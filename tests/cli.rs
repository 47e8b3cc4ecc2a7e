use assert_cmd::Command;
use predicates::prelude::*;
use std::fs;
use std::path::Path;
use tempfile::TempDir;

const TECHNOLOGIES: &str = "\
React:
  specialty: Frontend
  priority: 1
  description: UI lib
Git:
  specialty: [Frontend, Backend]
  priority: 2
  description: Version control
";

const SPECIALTIES: &str = "\
Frontend:
  priority: 1
  description: \"\"
Backend:
  priority: 2
  description: \"\"
";

fn write(root: &Path, relative: &str, content: &str) {
    let path = root.join(relative);
    fs::create_dir_all(path.parent().unwrap()).unwrap();
    fs::write(path, content).unwrap();
}

fn workspace() -> TempDir {
    let tmp = TempDir::new().unwrap();
    write(tmp.path(), "config/category-mapping.yaml", TECHNOLOGIES);
    write(tmp.path(), "config/specialties.yaml", SPECIALTIES);
    write(
        tmp.path(),
        "docs/001 React/hooks.md",
        "---\ntitle: Hooks\ntags: [react]\ninfo:\n  - https://react.dev\n  - \"[[Internal]]\"\n---\n# Hooks",
    );
    write(tmp.path(), "docs/002 Git/branching.md", "# Branching");
    write(tmp.path(), "docs/002 Git/wip.md", "---\ndraft: true\n---\n# WIP");
    write(tmp.path(), "docs/Unmapped/ignored.md", "# Ignored");
    tmp
}

fn docsync(dir: &Path) -> Command {
    let mut cmd = Command::cargo_bin("docsync").unwrap();
    cmd.current_dir(dir)
        .env_remove("DOCSYNC_DB")
        .env_remove("DOCSYNC_DOCS")
        .env_remove("DOCSYNC_CONFIG_DIR")
        .env_remove("DOCSYNC_SETTINGS")
        .env_remove("RUST_LOG");
    cmd
}

fn json_output(cmd: &mut Command) -> serde_json::Value {
    let output = cmd.output().unwrap();
    assert!(output.status.success(), "command failed: {:?}", output);
    serde_json::from_slice(&output.stdout).unwrap()
}

#[test]
fn test_init_creates_database() {
    let tmp = workspace();

    docsync(tmp.path())
        .args(["init", "--database", "data/catalogue.db"])
        .assert()
        .success()
        .stdout(predicate::str::contains("Initialized database"));

    assert!(tmp.path().join("data/catalogue.db").exists());
}

#[test]
fn test_parse_then_check_converges() {
    let tmp = workspace();

    let report = json_output(docsync(tmp.path()).args(["parse", "-o", "json"]));
    assert_eq!(report["scanned"], 2);
    // hooks-frontend, branching-frontend, branching-backend
    assert_eq!(report["saved"]["articles"], 3);

    let report = json_output(docsync(tmp.path()).args(["check", "-o", "json"]));
    assert_eq!(report["total"], 2);
    assert_eq!(report["to_update"], 0);
    assert_eq!(report["unchanged"], 2);
    assert_eq!(report["degraded"], false);
}

#[test]
fn test_update_saves_only_changed_documents() {
    let tmp = workspace();
    docsync(tmp.path()).arg("parse").assert().success();

    write(tmp.path(), "docs/001 React/hooks.md", "---\ntitle: Hooks\n---\n# Hooks v2");
    write(tmp.path(), "docs/001 React/state.md", "# State");

    let report = json_output(docsync(tmp.path()).args(["check", "-o", "json"]));
    assert_eq!(report["to_update"], 2);
    assert_eq!(report["new"], 1);
    assert_eq!(report["changed"], 1);

    let report = json_output(docsync(tmp.path()).args(["update", "-o", "json"]));
    assert_eq!(report["changes"]["to_update"], 2);
    assert_eq!(report["saved"]["articles"], 2);

    docsync(tmp.path())
        .arg("check")
        .assert()
        .success()
        .stdout(predicate::str::contains("Nothing to update"));
}

#[test]
fn test_update_force_saves_everything() {
    let tmp = workspace();
    docsync(tmp.path()).arg("parse").assert().success();

    let report = json_output(docsync(tmp.path()).args(["update", "--force", "-o", "json"]));
    assert_eq!(report["changes"], serde_json::Value::Null);
    assert_eq!(report["saved"]["articles"], 3);
}

#[test]
fn test_parse_check_only_saves_nothing() {
    let tmp = workspace();

    let report = json_output(docsync(tmp.path()).args(["parse", "--check-only", "-o", "json"]));
    assert_eq!(report["to_update"], 2);
    assert_eq!(report["degraded"], true);
    assert!(!tmp.path().join("docsync.db").exists());
}

#[test]
fn test_check_does_not_create_database() {
    let tmp = workspace();

    let report = json_output(
        docsync(tmp.path()).args(["check", "--database", "state/catalogue.db", "-o", "json"]),
    );
    assert_eq!(report["degraded"], true);
    assert_eq!(report["changed"], 2);
    assert!(!tmp.path().join("state").exists());

    docsync(tmp.path())
        .args(["parse", "--database", "state/catalogue.db"])
        .assert()
        .success();

    let report = json_output(
        docsync(tmp.path()).args(["check", "--database", "state/catalogue.db", "-o", "json"]),
    );
    assert_eq!(report["degraded"], false);
    assert_eq!(report["unchanged"], 2);
}

#[test]
fn test_clear_empties_database() {
    let tmp = workspace();
    docsync(tmp.path()).arg("parse").assert().success();

    let report = json_output(docsync(tmp.path()).args(["clear", "-o", "json"]));
    assert_eq!(report["stats"]["articles"], 0);
    assert_eq!(report["stats"]["specialties"], 0);
}

#[test]
fn test_missing_docs_directory_fails() {
    let tmp = workspace();

    docsync(tmp.path())
        .args(["check", "--path", "nowhere"])
        .assert()
        .failure()
        .stderr(predicate::str::contains("not found"));
}

#[test]
fn test_missing_mappings_skip_everything() {
    let tmp = workspace();

    let report = json_output(
        docsync(tmp.path()).args(["check", "--config-dir", "absent", "-o", "json"]),
    );
    assert_eq!(report["total"], 0);
}

#[test]
fn test_settings_file_is_used() {
    let tmp = workspace();
    fs::rename(tmp.path().join("docs"), tmp.path().join("wiki")).unwrap();
    write(
        tmp.path(),
        "docsync.toml",
        "docs_path = \"wiki\"\n\n[database]\npath = \"state/docsync.db\"\n",
    );

    let report = json_output(docsync(tmp.path()).args(["parse", "-o", "json"]));
    assert_eq!(report["scanned"], 2);
    assert!(tmp.path().join("state/docsync.db").exists());
}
********
* [EXERCISE GOAL] Transcribe each line of the data exactly, skipping none.

* [ANSWER SPACE]
filename tests/cli.rs
repository 47e8b3cc4ecc2a7e
use assert_cmd::Command;
use predicates::prelude::*;
use std::fs;
use std::path::Path;
use tempfile::TempDir;

const TECHNOLOGIES: &str = "\
React:
  specialty: Frontend
  priority: 1
  description: UI lib
Git:
  specialty: [Frontend, Backend]
  priority: 2
  description: Version control
";

const SPECIALTIES: &str = "\
Frontend:
  priority: 1
  description: \"\"
Backend:
  priority: 2
  description: \"\"
";

fn write(root: &Path, relative: &str, content: &str) {
    let path = root.join(relative);
    fs::create_dir_all(path.parent().unwrap()).unwrap();
    fs::write(path, content).unwrap();
}

fn workspace() -> TempDir {
    let tmp = TempDir::new().unwrap();
    write(tmp.path(), "config/category-mapping.yaml", TECHNOLOGIES);
    write(tmp.path(), "config/specialties.yaml", SPECIALTIES);
    write(
        tmp.path(),
        "docs/001 React/hooks.md",
        "---\ntitle: Hooks\ntags: [react]\ninfo:\n  - https://react.dev\n  - \"[[Internal]]\"\n---\n# Hooks",
    );
    write(tmp.path(), "docs/002 Git/branching.md", "# Branching");
    write(tmp.path(), "docs/002 Git/wip.md", "---\ndraft: true\n---\n# WIP");
    write(tmp.path(), "docs/Unmapped/ignored.md", "# Ignored");
    tmp
}

fn docsync(dir: &Path) -> Command {
    let mut cmd = Command::cargo_bin("docsync").unwrap();
    cmd.current_dir(dir)
        .env_remove("DOCSYNC_DB")
        .env_remove("DOCSYNC_DOCS")
        .env_remove("DOCSYNC_CONFIG_DIR")
        .env_remove("DOCSYNC_SETTINGS")
        .env_remove("RUST_LOG");
    cmd
}

fn json_output(cmd: &mut Command) -> serde_json::Value {
    let output = cmd.output().unwrap();
    assert!(output.status.success(), "command failed: {:?}", output);
    serde_json::from_slice(&output.stdout).unwrap()
}

#[test]
fn test_init_creates_database() {
    let tmp = workspace();

    docsync(tmp.path())
        .args(["init", "--database", "data/catalogue.db"])
        .assert()
        .success()
        .stdout(predicate::str::contains("Initialized database"));

    assert!(tmp.path().join("data/catalogue.db").exists());
}

#[test]
fn test_parse_then_check_converges() {
    let tmp = workspace();

    let report = json_output(docsync(tmp.path()).args(["parse", "-o", "json"]));
    assert_eq!(report["scanned"], 2);
    // hooks-frontend, branching-frontend, branching-backend
    assert_eq!(report["saved"]["articles"], 3);

    let report = json_output(docsync(tmp.path()).args(["check", "-o", "json"]));
    assert_eq!(report["total"], 2);
    assert_eq!(report["to_update"], 0);
    assert_eq!(report["unchanged"], 2);
    assert_eq!(report["degraded"], false);
}

#[test]
fn test_update_saves_only_changed_documents() {
    let tmp = workspace();
    docsync(tmp.path()).arg("parse").assert().success();

    write(tmp.path(), "docs/001 React/hooks.md", "---\ntitle: Hooks\n---\n# Hooks v2");
    write(tmp.path(), "docs/001 React/state.md", "# State");

    let report = json_output(docsync(tmp.path()).args(["check", "-o", "json"]));
    assert_eq!(report["to_update"], 2);
    assert_eq!(report["new"], 1);
    assert_eq!(report["changed"], 1);

    let report = json_output(docsync(tmp.path()).args(["update", "-o", "json"]));
    assert_eq!(report["changes"]["to_update"], 2);
    assert_eq!(report["saved"]["articles"], 2);

    docsync(tmp.path())
        .arg("check")
        .assert()
        .success()
        .stdout(predicate::str::contains("Nothing to update"));
}

#[test]
fn test_update_force_saves_everything() {
    let tmp = workspace();
    docsync(tmp.path()).arg("parse").assert().success();

    let report = json_output(docsync(tmp.path()).args(["update", "--force", "-o", "json"]));
    assert_eq!(report["changes"], serde_json::Value::Null);
    assert_eq!(report["saved"]["articles"], 3);
}

#[test]
fn test_parse_check_only_saves_nothing() {
    let tmp = workspace();

    let report = json_output(docsync(tmp.path()).args(["parse", "--check-only", "-o", "json"]));
    assert_eq!(report["to_update"], 2);
    assert_eq!(report["degraded"], true);
    assert!(!tmp.path().join("docsync.db").exists());
}

#[test]
fn test_check_does_not_create_database() {
    let tmp = workspace();

    let report = json_output(
        docsync(tmp.path()).args(["check", "--database", "state/catalogue.db", "-o", "json"]),
    );
    assert_eq!(report["degraded"], true);
    assert_eq!(report["changed"], 2);
    assert!(!tmp.path().join("state").exists());

    docsync(tmp.path())
        .args(["parse", "--database", "state/catalogue.db"])
        .assert()
        .success();

    let report = json_output(
        docsync(tmp.path()).args(["check", "--database", "state/catalogue.db", "-o", "json"]),
    );
    assert_eq!(report["degraded"], false);
    assert_eq!(report["unchanged"], 2);
}

#[test]
fn test_clear_empties_database() {
    let tmp = workspace();
    docsync(tmp.path()).arg("parse").assert().success();

    let report = json_output(docsync(tmp.path()).args(["clear", "-o", "json"]));
    assert_eq!(report["stats"]["articles"], 0);
    assert_eq!(report["stats"]["specialties"], 0);
}

#[test]
fn test_missing_docs_directory_fails() {
    let tmp = workspace();

    docsync(tmp.path())
        .args(["check", "--path", "nowhere"])
        .assert()
        .failure()
        .stderr(predicate::str::contains("not found"));
}

#[test]
fn test_missing_mappings_skip_everything() {
    let tmp = workspace();

    let report = json_output(
        docsync(tmp.path()).args(["check", "--config-dir", "absent", "-o", "json"]),
    );
    assert_eq!(report["total"], 0);
}

#[test]
fn test_settings_file_is_used() {
    let tmp = workspace();
    fs::rename(tmp.path().join("docs"), tmp.path().join("wiki")).unwrap();
    write(
        tmp.path(),
        "docsync.toml",
        "docs_path = \"wiki\"\n\n[database]\npath = \"state/docsync.db\"\n",
    );

    let report = json_output(docsync(tmp.path()).args(["parse", "-o", "json"]));
    assert_eq!(report["scanned"], 2);
    assert!(tmp.path().join("state/docsync.db").exists());
}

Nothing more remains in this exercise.